> TASK DATA
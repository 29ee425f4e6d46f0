mod config;

use anyhow::Result;
use config::ObservabilityConfig;
use tracing::{info, warn};
use tracing_subscriber::EnvFilter;
use tracing_subscriber::layer::SubscriberExt;
use tracing_subscriber::util::SubscriberInitExt;

pub fn init_observability(component: &str) -> Result<()> {
    let config = ObservabilityConfig::from_env(component);

    // RUST_LOG wins; otherwise `info` so production never runs at TRACE.
    let env_filter = EnvFilter::try_from_default_env().unwrap_or_else(|_| EnvFilter::new("info"));

    // Local time so `TZ=Asia/Jakarta` shows `+07:00` next to gateway timestamps.
    let fmt_layer = tracing_subscriber::fmt::layer()
        .with_timer(tracing_subscriber::fmt::time::ChronoLocal::rfc_3339());

    tracing_subscriber::registry()
        .with(fmt_layer)
        .with(env_filter)
        .try_init()?;

    for warning in &config.warnings {
        warn!(
            service = %config.service_context.service_name,
            environment = %config.service_context.environment,
            component = %config.service_context.component,
            warning = %warning,
            "Observability config warning"
        );
    }

    info!(
        service = %config.service_context.service_name,
        environment = %config.service_context.environment,
        component = %config.service_context.component,
        "Observability initialized"
    );

    Ok(())
}
pub mod config_loader;
pub mod config_model;
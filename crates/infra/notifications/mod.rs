mod notifier;
pub mod whatsapp;

pub use notifier::{MockNotificationProvider, NotificationProvider, Notifier, PaymentSuccessNotice};
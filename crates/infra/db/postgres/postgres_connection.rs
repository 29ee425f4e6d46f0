use anyhow::Result;
use diesel::{
    Connection, PgConnection,
    connection::CacheSize,
    r2d2::{ConnectionManager, CustomizeConnection, Error as R2d2Error, Pool},
};

// Transaction poolers (pgbouncer in transaction mode) reject named prepared statements.
#[derive(Debug, Default)]
struct DisablePreparedStatements;

impl CustomizeConnection<PgConnection, R2d2Error> for DisablePreparedStatements {
    fn on_acquire(&self, conn: &mut PgConnection) -> std::result::Result<(), R2d2Error> {
        conn.set_prepared_statement_cache_size(CacheSize::Disabled);
        Ok(())
    }
}

pub type PgPoolSquad = Pool<ConnectionManager<PgConnection>>;

pub fn establish_connection(database_url: &str) -> Result<PgPoolSquad> {
    let manager = ConnectionManager::<PgConnection>::new(database_url);
    let pool = Pool::builder()
        .connection_customizer(Box::new(DisablePreparedStatements))
        .build(manager)?;
    Ok(pool)
}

> ACTIVITY
Return the data exactly. Include every record.

> PROBLEM SOLUTION
repository 29ee425f4e6d46f0
mod config;

use anyhow::Result;
use config::ObservabilityConfig;
use tracing::{info, warn};
use tracing_subscriber::EnvFilter;
use tracing_subscriber::layer::SubscriberExt;
use tracing_subscriber::util::SubscriberInitExt;

pub fn init_observability(component: &str) -> Result<()> {
    let config = ObservabilityConfig::from_env(component);

    // RUST_LOG wins; otherwise `info` so production never runs at TRACE.
    let env_filter = EnvFilter::try_from_default_env().unwrap_or_else(|_| EnvFilter::new("info"));

    // Local time so `TZ=Asia/Jakarta` shows `+07:00` next to gateway timestamps.
    let fmt_layer = tracing_subscriber::fmt::layer()
        .with_timer(tracing_subscriber::fmt::time::ChronoLocal::rfc_3339());

    tracing_subscriber::registry()
        .with(fmt_layer)
        .with(env_filter)
        .try_init()?;

    for warning in &config.warnings {
        warn!(
            service = %config.service_context.service_name,
            environment = %config.service_context.environment,
            component = %config.service_context.component,
            warning = %warning,
            "Observability config warning"
        );
    }

    info!(
        service = %config.service_context.service_name,
        environment = %config.service_context.environment,
        component = %config.service_context.component,
        "Observability initialized"
    );

    Ok(())
}
pub mod config_loader;
pub mod config_model;
filename crates/infra/notifications/mod.rs
mod notifier;
pub mod whatsapp;

pub use notifier::{MockNotificationProvider, NotificationProvider, Notifier, PaymentSuccessNotice};
filename crates/infra/db/postgres/postgres_connection.rs
repository 29ee425f4e6d46f0
use anyhow::Result;
use diesel::{
    Connection, PgConnection,
    connection::CacheSize,
    r2d2::{ConnectionManager, CustomizeConnection, Error as R2d2Error, Pool},
};

// Transaction poolers (pgbouncer in transaction mode) reject named prepared statements.
#[derive(Debug, Default)]
struct DisablePreparedStatements;

impl CustomizeConnection<PgConnection, R2d2Error> for DisablePreparedStatements {
    fn on_acquire(&self, conn: &mut PgConnection) -> std::result::Result<(), R2d2Error> {
        conn.set_prepared_statement_cache_size(CacheSize::Disabled);
        Ok(())
    }
}

pub type PgPoolSquad = Pool<ConnectionManager<PgConnection>>;

pub fn establish_connection(database_url: &str) -> Result<PgPoolSquad> {
    let manager = ConnectionManager::<PgConnection>::new(database_url);
    let pool = Pool::builder()
        .connection_customizer(Box::new(DisablePreparedStatements))
        .build(manager)?;
    Ok(pool)
}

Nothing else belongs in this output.